L’architecture devrait-elle faire sa révolution ? Et si oui, comment ?

Les architectes sont des esprits révolutionnaires depuis le tout début. Notre éthique professionnelle et humaniste nous demande de ne pas répéter des solutions confortables, mais d’explorer inlassablement la manière la plus adaptée d’assurer la vie sur cette planète. Firmitas, utilitas, venustas demandait Vitruve, le premier théoricien de l’architecture du 1er siècle avant J.-C. : la stabilité, donc la durabilité, l’utilité et la beauté. Le Bauhaus, il y a plus de cent ans, appelait à l’écologie urbaine et architecturale, à des environnements de vie au bénéfice des utilisateurs – et de tous les utilisateurs, pas seulement d’une élite sociale. Pourquoi avons-nous oublié ces devises pleines de sens ? Parce que depuis les années 1940, l’industrie de la construction en béton, suivant les dogmes de la tabula rasa de Le Corbusier, a installé un colonialisme architectural dans le monde entier. Elle a éliminé le savoir-faire local, l’enracinement vernaculaire, la participation des usagers et la dimension humaine de l’environnement bâti.

En plus des Objectifs de Développement Durable fixés par l'ONU, luttons pour la beauté, le caractère, l'ambiance, la qualité de vie quotidienne et la santé, tous mesurables par nos 5 sens !

Mais la contre-révolution bat son plein, le changement de paradigme vers une architecture humaine, respectueuse des énergies géo et bio-sourcées, des structures et des matériaux de tous les continents, progresse. En plus des Objectifs de Développement Durable fixés par l’ONU, luttons pour la beauté, le caractère, l’ambiance, la qualité de vie quotidienne et la santé, tous mesurables par nos 5 sens ! Car les avantages techniques seuls ne touchent que les esprits, mais pas les cœurs de nos clients.

Quels sont les trois défis auxquels le secteur de la construction doit faire face pour accélérer l’adoption de pratiques plus durables ?

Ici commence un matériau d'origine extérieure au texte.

//! Shaper error types

use thiserror::Error;

/// Result type for shaper operations
pub type ShaperResult<T> = Result<T, ShaperError>;

/// Shaper error types
#[derive(Error, Debug)]
pub enum ShaperError {
    #[error("Invalid shaping parameter: {field} = {value} ({reason})")]
    InvalidConfig {
        field: String,
        value: String,
        reason: String,
    },

    #[error("Packet capture driver '{capability}' is not installed: {detail}")]
    CaptureUnavailable { capability: String, detail: String },

    #[error("Failed to open capture session for filter '{filter}': {reason}")]
    Open { filter: String, reason: String },

    #[error("Packet capture failed: {reason}")]
    Capture { reason: String },

    #[error("Packet re-injection failed: {reason}")]
    Inject { reason: String },
}

impl ShaperError {
    /// True when the failure means a setup step was skipped, not a bug
    pub fn is_capability_missing(&self) -> bool {
        matches!(self, ShaperError::CaptureUnavailable { .. })
    }
}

Tout d’abord, la territorialisation, l’enracinement dans un contexte spécifique, sa culture, ses traditions, sa vérité sociale et politique, mais aussi dans ses ressources évidentes. La recherche de solutions durables en matière de conception et de construction doit être mise en œuvre dans tous les contextes, à toutes les échelles et dans les moindres détails. Nous avons besoin d’énergie pour produire du verre – l’un des matériaux les plus durables inventés par l’humanité – dans un certain contexte climatique et géologique ? Trouvons les moyens d’alimenter nos lignes de production en énergie solaire, géothermique, éolienne, aérienne ou en gaz naturel liquéfié. Nous avons besoin de films pour protéger nos matériaux d’isolation dans les processus de construction à ossature légère ? Cherchons des solutions en bio-polymères d’origine locale au lieu des PVC traditionnels.

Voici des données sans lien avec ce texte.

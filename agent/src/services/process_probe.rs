//! Real process probe: liveness checks and signal delivery

use crate::error::{AgentError, AgentResult};
use crate::traits::{ProcessProbe, SignalOutcome};

/// Probe backed by the host operating system
#[derive(Debug, Clone, Copy, Default)]
pub struct SystemProcessProbe;

impl SystemProcessProbe {
    pub fn new() -> Self {
        Self
    }
}

#[cfg(unix)]
mod imp {
    use nix::errno::Errno;
    use nix::sys::signal::{self, Signal};
    use nix::unistd::Pid;

    use super::*;

    fn to_pid(pid: u32) -> Option<Pid> {
        i32::try_from(pid).ok().filter(|p| *p > 0).map(Pid::from_raw)
    }

    /// An exited child that has not been reaped yet still answers signal 0
    #[cfg(target_os = "linux")]
    fn is_zombie(pid: u32) -> bool {
        let Ok(stat) = std::fs::read_to_string(format!("/proc/{}/stat", pid)) else {
            return false;
        };
        // Format: "pid (comm) S ...", where comm may itself contain ") "
        stat.rfind(')')
            .and_then(|idx| stat[idx + 1..].split_whitespace().next())
            .is_some_and(|state| state == "Z" || state == "X")
    }

    #[cfg(not(target_os = "linux"))]
    fn is_zombie(_pid: u32) -> bool {
        false
    }

    pub(super) fn is_alive(pid: u32) -> bool {
        let Some(nix_pid) = to_pid(pid) else {
            return false;
        };
        match signal::kill(nix_pid, None) {
            Ok(()) => !is_zombie(pid),
            // Exists but belongs to someone else
            Err(Errno::EPERM) => true,
            Err(_) => false,
        }
    }

    pub(super) fn send(pid: u32, sig: Signal) -> AgentResult<SignalOutcome> {
        let Some(nix_pid) = to_pid(pid) else {
            return Ok(SignalOutcome::AlreadyGone);
        };
        match signal::kill(nix_pid, sig) {
            Ok(()) => Ok(SignalOutcome::Delivered),
            Err(Errno::ESRCH) => Ok(SignalOutcome::AlreadyGone),
            Err(e) => Err(AgentError::TerminateFailed {
                pid,
                reason: format!("{:?} rejected: {}", sig, e),
            }),
        }
    }

    pub(super) fn terminate(pid: u32) -> AgentResult<SignalOutcome> {
        send(pid, Signal::SIGTERM)
    }

    pub(super) fn kill(pid: u32) -> AgentResult<SignalOutcome> {
        send(pid, Signal::SIGKILL)
    }
}

#[cfg(not(unix))]
mod imp {
    use sysinfo::{Pid, ProcessStatus, Signal, System};

    use super::*;

    fn with_process<T>(pid: u32, f: impl FnOnce(&sysinfo::Process) -> T) -> Option<T> {
        let mut system = System::new();
        let pid = Pid::from_u32(pid);
        if !system.refresh_process(pid) {
            return None;
        }
        system.process(pid).map(f)
    }

    pub(super) fn is_alive(pid: u32) -> bool {
        pid != 0
            && with_process(pid, |p| !matches!(p.status(), ProcessStatus::Zombie | ProcessStatus::Dead)).unwrap_or(false)
    }

    fn send(pid: u32, signal: Signal) -> AgentResult<SignalOutcome> {
        match with_process(pid, |p| p.kill_with(signal).unwrap_or_else(|| p.kill())) {
            None => Ok(SignalOutcome::AlreadyGone),
            Some(true) => Ok(SignalOutcome::Delivered),
            Some(false) => Err(AgentError::TerminateFailed {
                pid,
                reason: format!("{:?} rejected", signal),
            }),
        }
    }

    pub(super) fn terminate(pid: u32) -> AgentResult<SignalOutcome> {
        send(pid, Signal::Term)
    }

    pub(super) fn kill(pid: u32) -> AgentResult<SignalOutcome> {
        send(pid, Signal::Kill)
    }
}

impl ProcessProbe for SystemProcessProbe {
    fn is_alive(&self, pid: u32) -> bool {
        imp::is_alive(pid)
    }

    fn terminate(&self, pid: u32) -> AgentResult<SignalOutcome> {
        imp::terminate(pid)
    }

    fn kill(&self, pid: u32) -> AgentResult<SignalOutcome> {
        imp::kill(pid)
    }
}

Ensuite, la réhabilitation du « ce qui existe déjà »1. Nous devons profiter intelligemment de toute l’énergie grise déjà investie dans les environnements bâtis de cette planète, et nous devons le faire de manière joyeuse et créative. La transformation est le mot clé ici, et les architectes et les concepteurs doivent abandonner l’idée arrogante de construire des monuments pour eux-mêmes.

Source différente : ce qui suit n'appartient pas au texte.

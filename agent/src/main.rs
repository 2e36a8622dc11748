//! Entry point for the `chaos-agent` binary
//!
//! Wires the real services into the lifecycle coordinator. The same binary
//! serves as operator CLI and, with the hidden worker flag, as the background
//! worker of a detached launch.

use std::process::ExitCode;

use anyhow::Context;
use clap::Parser;
use tokio_util::sync::CancellationToken;

use agent::{
    cli::{format_params, Cli, Command, CreateCommand},
    config::LaunchConfig,
    core::ResolvedExperiment,
    services::{RealProcessLauncher, SysinfoResources, SystemProcessProbe},
    AgentConfig, ExperimentRegistry, LaunchOutcome, LifecycleCoordinator,
};
use shared::{logging, process_debug, ProcessRole, Target};

type Coordinator = LifecycleCoordinator<SystemProcessProbe, RealProcessLauncher>;

#[tokio::main]
async fn main() -> ExitCode {
    // Pick up CHAOS_AGENT_STATE_DIR and friends from a local .env
    dotenv::dotenv().ok();

    let cli = Cli::parse();
    logging::init_tracing(Some(&cli.log_level));
    let role = ProcessRole::from_worker_flag(cli.worker);

    match run(cli, role).await {
        Ok(()) => ExitCode::SUCCESS,
        Err(e) => {
            logging::log_error(role, "chaos-agent", &format!("{:#}", e));
            eprintln!("Error: {:#}", e);
            ExitCode::FAILURE
        }
    }
}

async fn run(cli: Cli, role: ProcessRole) -> anyhow::Result<()> {
    let config = AgentConfig::resolve(cli.state_dir.clone());
    process_debug!(role, "Using state directory {}", config.state_dir.display());

    let registry = ExperimentRegistry::new(&config, SystemProcessProbe::new()).with_role(role);
    let launcher = RealProcessLauncher::new().with_log_file(config.state_dir.join("worker.log"));
    let coordinator = LifecycleCoordinator::new(registry, launcher);

    match cli.command {
        Command::Create { experiment } => {
            let launch = LaunchConfig::new(cli.worker, cli.detach, cli.timeout, std::env::args_os().skip(1).collect())?;
            create(&coordinator, experiment, &launch, role).await
        }
        Command::List { target } => list(&coordinator, target),
        Command::Destroy { target, id } => {
            let record = coordinator
                .destroy(target, id.as_deref().unwrap_or(""))
                .await
                .with_context(|| format!("destroy {}", target))?;
            println!("Stopped {} experiment id={} pid={}.", target, record.id, record.pid);
            Ok(())
        }
    }
}

async fn create(coordinator: &Coordinator, experiment: CreateCommand, launch: &LaunchConfig, role: ProcessRole) -> anyhow::Result<()> {
    let spec = experiment.into_spec();
    let ResolvedExperiment { request, workload } = spec
        .resolve(&SysinfoResources::new())
        .with_context(|| format!("create {} {}", spec.target(), spec.action()))?;

    let cancel = CancellationToken::new();
    if !launch.should_detach() {
        listen_for_shutdown(cancel.clone(), role);
        logging::log_startup(role, &format!("{} {} experiment", request.target, request.action));
    }

    let outcome = coordinator
        .launch(&request, move || Ok(workload.into_runner()), launch, &cancel)
        .await
        .with_context(|| format!("{} {} experiment", request.target, request.action))?;

    match outcome {
        LaunchOutcome::Detached { pid } => {
            println!("Started {} {} experiment in background worker pid={}.", request.target, request.action, pid);
        }
        LaunchOutcome::Finished(report) => {
            println!("{} {} experiment {} {}.", request.target, request.action, report.id, report.phase);
            logging::log_success(role, "Experiment finished");
        }
    }
    Ok(())
}

fn list(coordinator: &Coordinator, target: Option<Target>) -> anyhow::Result<()> {
    let targets = match target {
        Some(target) => vec![target],
        None => Target::ALL.to_vec(),
    };

    for target in targets {
        let listed = coordinator.list(target)?;
        if listed.is_empty() {
            println!("{}: none", target);
            continue;
        }
        println!("{}:", target);
        for entry in listed {
            let record = &entry.record;
            println!(
                "  id={} pid={} started={} status={} params={}",
                record.id,
                record.pid,
                record.started_at.to_rfc3339_opts(chrono::SecondsFormat::Secs, true),
                entry.liveness.as_str(),
                format_params(&record.params)
            );
        }
    }
    Ok(())
}

/// Cancel the running experiment on Ctrl+C or, on unix, SIGTERM
fn listen_for_shutdown(cancel: CancellationToken, role: ProcessRole) {
    tokio::spawn(async move {
        match wait_for_signal().await {
            Ok(name) => {
                logging::log_shutdown(role, &format!("Received {}", name));
                cancel.cancel();
            }
            Err(err) => logging::log_error(role, "Signal handling", &err),
        }
    });
}

#[cfg(unix)]
async fn wait_for_signal() -> std::io::Result<&'static str> {
    use tokio::signal::unix::{signal, SignalKind};

    let mut terminate = signal(SignalKind::terminate())?;
    tokio::select! {
        result = tokio::signal::ctrl_c() => result.map(|()| "Ctrl+C"),
        _ = terminate.recv() => Ok("SIGTERM"),
    }
}

#[cfg(not(unix))]
async fn wait_for_signal() -> std::io::Result<&'static str> {
    tokio::signal::ctrl_c().await.map(|()| "Ctrl+C")
}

Enfin, mon axe de recherche et d’enseignement préféré, l’expérimentation. L’expérimentation dans les structures légères et recyclables, les matériaux géosourcés et biosourcés, les solutions inventives de transport, de logistique et d’assemblage, mais surtout l’expérimentation dans nos processus de conception architecturale et urbaine, qui doivent inclure les utilisateurs et leurs cycles de vie.

L'adaptabilité est notre tâche la plus urgente, nos projets doivent se transformer en fonction des besoins changeants de la société.

L’adaptabilité est notre tâche la plus urgente, nos projets doivent se transformer en fonction des besoins changeants de la société. L’expérimentation, c’est-à-dire l’action ou le processus consistant à essayer de nouvelles idées, méthodes ou activités, peut être comprise tout d’abord comme une recherche sur les structures et les matériaux de construction futurs, mais aussi comme une exploration appliquée par essais et erreurs des processus de conception qui répondent aux besoins de nos utilisateurs. La conception participative expérimentale « avec et par les gens » a finalement pris de l’ampleur dans les pratiques de conception de la nouvelle génération d’architectes et encourage des formes plus collaboratives, expérientielles et itératives de « pédagogie active ».2

Quelles sont, selon vous, les trois réalisations récentes les plus emblématiques en matière de construction durable ?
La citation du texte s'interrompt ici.